* [Problem to work on] Some lines hold the string "elapsed". Copy all of them from the material that follows.

* [Task input]

▬▬▬▬▬▬

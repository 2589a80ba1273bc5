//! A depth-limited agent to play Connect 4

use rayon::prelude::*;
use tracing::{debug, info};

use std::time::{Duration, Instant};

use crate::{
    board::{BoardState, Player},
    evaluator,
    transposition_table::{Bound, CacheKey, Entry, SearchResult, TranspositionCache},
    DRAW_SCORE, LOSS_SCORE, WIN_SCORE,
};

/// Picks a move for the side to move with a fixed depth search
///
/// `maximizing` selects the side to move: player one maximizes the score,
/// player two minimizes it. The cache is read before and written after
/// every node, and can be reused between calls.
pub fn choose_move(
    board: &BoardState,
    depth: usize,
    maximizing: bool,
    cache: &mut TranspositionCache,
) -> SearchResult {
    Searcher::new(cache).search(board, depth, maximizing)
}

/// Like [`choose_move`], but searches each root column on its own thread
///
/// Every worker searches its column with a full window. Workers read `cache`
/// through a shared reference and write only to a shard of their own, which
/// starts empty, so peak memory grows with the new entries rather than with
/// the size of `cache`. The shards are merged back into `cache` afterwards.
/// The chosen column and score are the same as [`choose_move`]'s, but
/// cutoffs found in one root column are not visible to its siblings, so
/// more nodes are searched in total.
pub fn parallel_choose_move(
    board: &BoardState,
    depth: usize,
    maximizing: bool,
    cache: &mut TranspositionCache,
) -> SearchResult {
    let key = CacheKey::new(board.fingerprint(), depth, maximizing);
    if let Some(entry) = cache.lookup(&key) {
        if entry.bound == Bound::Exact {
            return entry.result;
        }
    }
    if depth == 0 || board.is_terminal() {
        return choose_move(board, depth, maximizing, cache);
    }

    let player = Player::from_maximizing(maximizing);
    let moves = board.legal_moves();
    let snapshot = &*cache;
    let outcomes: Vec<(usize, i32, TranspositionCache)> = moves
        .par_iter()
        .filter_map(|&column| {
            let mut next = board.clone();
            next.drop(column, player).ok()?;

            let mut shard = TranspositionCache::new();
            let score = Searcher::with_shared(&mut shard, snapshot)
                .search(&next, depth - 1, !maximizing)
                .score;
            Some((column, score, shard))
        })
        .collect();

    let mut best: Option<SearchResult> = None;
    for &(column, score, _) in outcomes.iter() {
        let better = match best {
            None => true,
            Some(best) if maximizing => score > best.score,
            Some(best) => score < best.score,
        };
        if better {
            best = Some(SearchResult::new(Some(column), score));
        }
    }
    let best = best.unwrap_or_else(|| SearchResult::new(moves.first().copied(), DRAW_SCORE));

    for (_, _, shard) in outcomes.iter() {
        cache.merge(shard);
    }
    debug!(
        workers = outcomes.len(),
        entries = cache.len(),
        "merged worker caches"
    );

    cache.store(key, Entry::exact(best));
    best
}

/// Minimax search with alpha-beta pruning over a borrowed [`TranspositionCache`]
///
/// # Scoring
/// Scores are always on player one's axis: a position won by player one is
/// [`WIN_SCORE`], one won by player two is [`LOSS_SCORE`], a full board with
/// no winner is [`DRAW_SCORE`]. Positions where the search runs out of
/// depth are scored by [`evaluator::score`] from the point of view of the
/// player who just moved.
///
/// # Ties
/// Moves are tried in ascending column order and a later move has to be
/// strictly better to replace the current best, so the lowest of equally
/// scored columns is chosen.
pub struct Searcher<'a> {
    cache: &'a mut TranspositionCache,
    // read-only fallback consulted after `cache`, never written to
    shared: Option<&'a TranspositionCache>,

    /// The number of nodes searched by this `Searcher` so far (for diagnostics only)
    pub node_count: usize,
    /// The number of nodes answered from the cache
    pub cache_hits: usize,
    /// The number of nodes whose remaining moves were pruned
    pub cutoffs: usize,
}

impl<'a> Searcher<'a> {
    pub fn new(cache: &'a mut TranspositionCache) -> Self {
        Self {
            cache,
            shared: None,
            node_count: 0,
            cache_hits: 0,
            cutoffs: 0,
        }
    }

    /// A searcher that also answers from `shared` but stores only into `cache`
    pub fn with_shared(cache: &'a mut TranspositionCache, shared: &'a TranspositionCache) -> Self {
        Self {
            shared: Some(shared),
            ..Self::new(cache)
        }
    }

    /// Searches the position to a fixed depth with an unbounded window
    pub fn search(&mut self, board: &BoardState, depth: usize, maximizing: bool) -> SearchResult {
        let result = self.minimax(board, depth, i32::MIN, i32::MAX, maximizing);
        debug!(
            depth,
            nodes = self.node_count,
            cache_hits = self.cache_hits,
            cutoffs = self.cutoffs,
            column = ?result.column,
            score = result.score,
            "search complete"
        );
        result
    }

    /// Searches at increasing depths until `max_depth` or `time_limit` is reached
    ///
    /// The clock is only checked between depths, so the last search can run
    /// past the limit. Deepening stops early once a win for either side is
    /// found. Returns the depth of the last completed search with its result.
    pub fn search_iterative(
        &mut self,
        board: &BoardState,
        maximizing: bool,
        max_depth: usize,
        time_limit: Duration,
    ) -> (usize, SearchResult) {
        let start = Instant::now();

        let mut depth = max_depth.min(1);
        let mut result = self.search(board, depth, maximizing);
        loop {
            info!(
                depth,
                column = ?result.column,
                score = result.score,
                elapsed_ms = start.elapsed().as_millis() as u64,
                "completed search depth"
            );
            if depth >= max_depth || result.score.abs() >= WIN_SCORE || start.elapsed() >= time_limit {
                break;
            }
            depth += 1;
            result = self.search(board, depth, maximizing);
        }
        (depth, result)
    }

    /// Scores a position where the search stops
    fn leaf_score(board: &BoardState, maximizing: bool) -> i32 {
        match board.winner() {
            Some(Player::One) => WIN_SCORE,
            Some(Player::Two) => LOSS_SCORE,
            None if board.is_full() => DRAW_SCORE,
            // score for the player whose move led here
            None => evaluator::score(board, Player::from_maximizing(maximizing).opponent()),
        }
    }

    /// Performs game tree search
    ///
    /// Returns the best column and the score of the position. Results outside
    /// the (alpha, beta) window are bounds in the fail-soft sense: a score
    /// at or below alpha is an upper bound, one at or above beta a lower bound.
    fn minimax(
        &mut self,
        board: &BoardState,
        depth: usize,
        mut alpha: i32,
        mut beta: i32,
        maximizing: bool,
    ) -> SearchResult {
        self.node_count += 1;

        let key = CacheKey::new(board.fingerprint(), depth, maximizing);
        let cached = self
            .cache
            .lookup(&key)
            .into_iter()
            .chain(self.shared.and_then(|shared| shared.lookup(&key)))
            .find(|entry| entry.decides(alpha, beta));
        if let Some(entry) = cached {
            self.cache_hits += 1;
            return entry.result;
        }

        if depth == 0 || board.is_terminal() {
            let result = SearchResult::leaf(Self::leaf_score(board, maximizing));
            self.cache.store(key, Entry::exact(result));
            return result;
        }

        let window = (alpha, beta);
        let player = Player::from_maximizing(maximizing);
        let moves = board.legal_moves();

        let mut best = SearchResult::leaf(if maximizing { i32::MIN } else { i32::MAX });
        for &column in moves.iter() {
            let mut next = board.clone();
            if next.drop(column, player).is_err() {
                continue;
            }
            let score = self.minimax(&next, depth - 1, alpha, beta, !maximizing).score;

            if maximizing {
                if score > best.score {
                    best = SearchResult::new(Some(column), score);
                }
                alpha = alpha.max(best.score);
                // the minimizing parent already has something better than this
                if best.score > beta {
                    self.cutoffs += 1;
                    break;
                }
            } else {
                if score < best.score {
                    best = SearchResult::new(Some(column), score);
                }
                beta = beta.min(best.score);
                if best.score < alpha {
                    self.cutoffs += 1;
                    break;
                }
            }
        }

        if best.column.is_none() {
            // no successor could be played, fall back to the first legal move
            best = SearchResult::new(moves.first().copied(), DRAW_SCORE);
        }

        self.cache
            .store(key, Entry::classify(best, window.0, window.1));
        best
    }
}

▬▬▬▬▬▬

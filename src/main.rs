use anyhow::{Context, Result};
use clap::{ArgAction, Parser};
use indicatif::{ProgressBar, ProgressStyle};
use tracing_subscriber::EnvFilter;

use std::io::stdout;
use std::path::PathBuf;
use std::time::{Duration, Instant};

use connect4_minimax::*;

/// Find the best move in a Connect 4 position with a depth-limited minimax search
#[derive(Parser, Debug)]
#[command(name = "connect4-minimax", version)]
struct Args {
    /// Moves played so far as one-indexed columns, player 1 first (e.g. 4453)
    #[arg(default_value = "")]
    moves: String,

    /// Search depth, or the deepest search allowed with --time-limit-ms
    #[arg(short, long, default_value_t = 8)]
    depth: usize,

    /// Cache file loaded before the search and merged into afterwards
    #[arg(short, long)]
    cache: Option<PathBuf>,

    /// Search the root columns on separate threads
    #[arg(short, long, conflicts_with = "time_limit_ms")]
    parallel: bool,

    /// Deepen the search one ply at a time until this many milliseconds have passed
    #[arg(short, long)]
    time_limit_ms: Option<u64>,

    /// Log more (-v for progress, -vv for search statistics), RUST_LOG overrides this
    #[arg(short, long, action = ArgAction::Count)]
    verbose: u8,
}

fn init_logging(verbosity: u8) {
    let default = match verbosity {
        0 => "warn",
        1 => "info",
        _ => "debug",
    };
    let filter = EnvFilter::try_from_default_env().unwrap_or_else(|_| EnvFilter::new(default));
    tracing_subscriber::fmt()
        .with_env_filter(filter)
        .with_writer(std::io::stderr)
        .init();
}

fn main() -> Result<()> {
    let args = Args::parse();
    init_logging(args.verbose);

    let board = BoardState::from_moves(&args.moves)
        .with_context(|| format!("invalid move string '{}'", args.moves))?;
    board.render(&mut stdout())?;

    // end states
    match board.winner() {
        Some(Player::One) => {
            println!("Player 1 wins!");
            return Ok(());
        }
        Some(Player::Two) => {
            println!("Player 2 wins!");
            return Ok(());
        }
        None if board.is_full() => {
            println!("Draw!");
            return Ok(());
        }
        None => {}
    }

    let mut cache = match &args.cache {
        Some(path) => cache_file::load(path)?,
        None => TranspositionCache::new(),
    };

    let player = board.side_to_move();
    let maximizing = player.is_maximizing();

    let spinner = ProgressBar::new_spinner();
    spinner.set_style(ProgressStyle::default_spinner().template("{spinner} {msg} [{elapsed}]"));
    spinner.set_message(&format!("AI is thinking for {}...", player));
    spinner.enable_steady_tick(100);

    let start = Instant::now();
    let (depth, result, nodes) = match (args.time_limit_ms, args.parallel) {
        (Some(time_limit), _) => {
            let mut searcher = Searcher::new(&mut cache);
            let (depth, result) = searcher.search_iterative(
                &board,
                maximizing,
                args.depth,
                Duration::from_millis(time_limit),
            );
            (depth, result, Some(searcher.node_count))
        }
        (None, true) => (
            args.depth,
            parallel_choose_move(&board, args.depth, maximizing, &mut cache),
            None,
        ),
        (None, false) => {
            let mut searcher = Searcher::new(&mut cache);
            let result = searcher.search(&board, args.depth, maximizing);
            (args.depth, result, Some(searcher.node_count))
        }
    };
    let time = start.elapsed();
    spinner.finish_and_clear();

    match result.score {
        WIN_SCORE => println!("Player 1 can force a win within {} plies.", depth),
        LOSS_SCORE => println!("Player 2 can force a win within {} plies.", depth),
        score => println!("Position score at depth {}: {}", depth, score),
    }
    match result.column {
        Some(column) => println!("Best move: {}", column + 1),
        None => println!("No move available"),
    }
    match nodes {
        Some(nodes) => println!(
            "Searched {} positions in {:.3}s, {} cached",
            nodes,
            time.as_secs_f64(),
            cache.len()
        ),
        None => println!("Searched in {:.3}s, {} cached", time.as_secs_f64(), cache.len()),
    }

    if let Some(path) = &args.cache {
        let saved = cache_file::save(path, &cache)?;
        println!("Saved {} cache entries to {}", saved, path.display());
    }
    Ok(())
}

▬▬▬▬▬▬

* [Written solution]
                elapsed_ms = start.elapsed().as_millis() as u64,
            if depth >= max_depth || result.score.abs() >= WIN_SCORE || start.elapsed() >= time_limit {
    spinner.set_style(ProgressStyle::default_spinner().template("{spinner} {msg} [{elapsed}]"));
    let time = start.elapsed();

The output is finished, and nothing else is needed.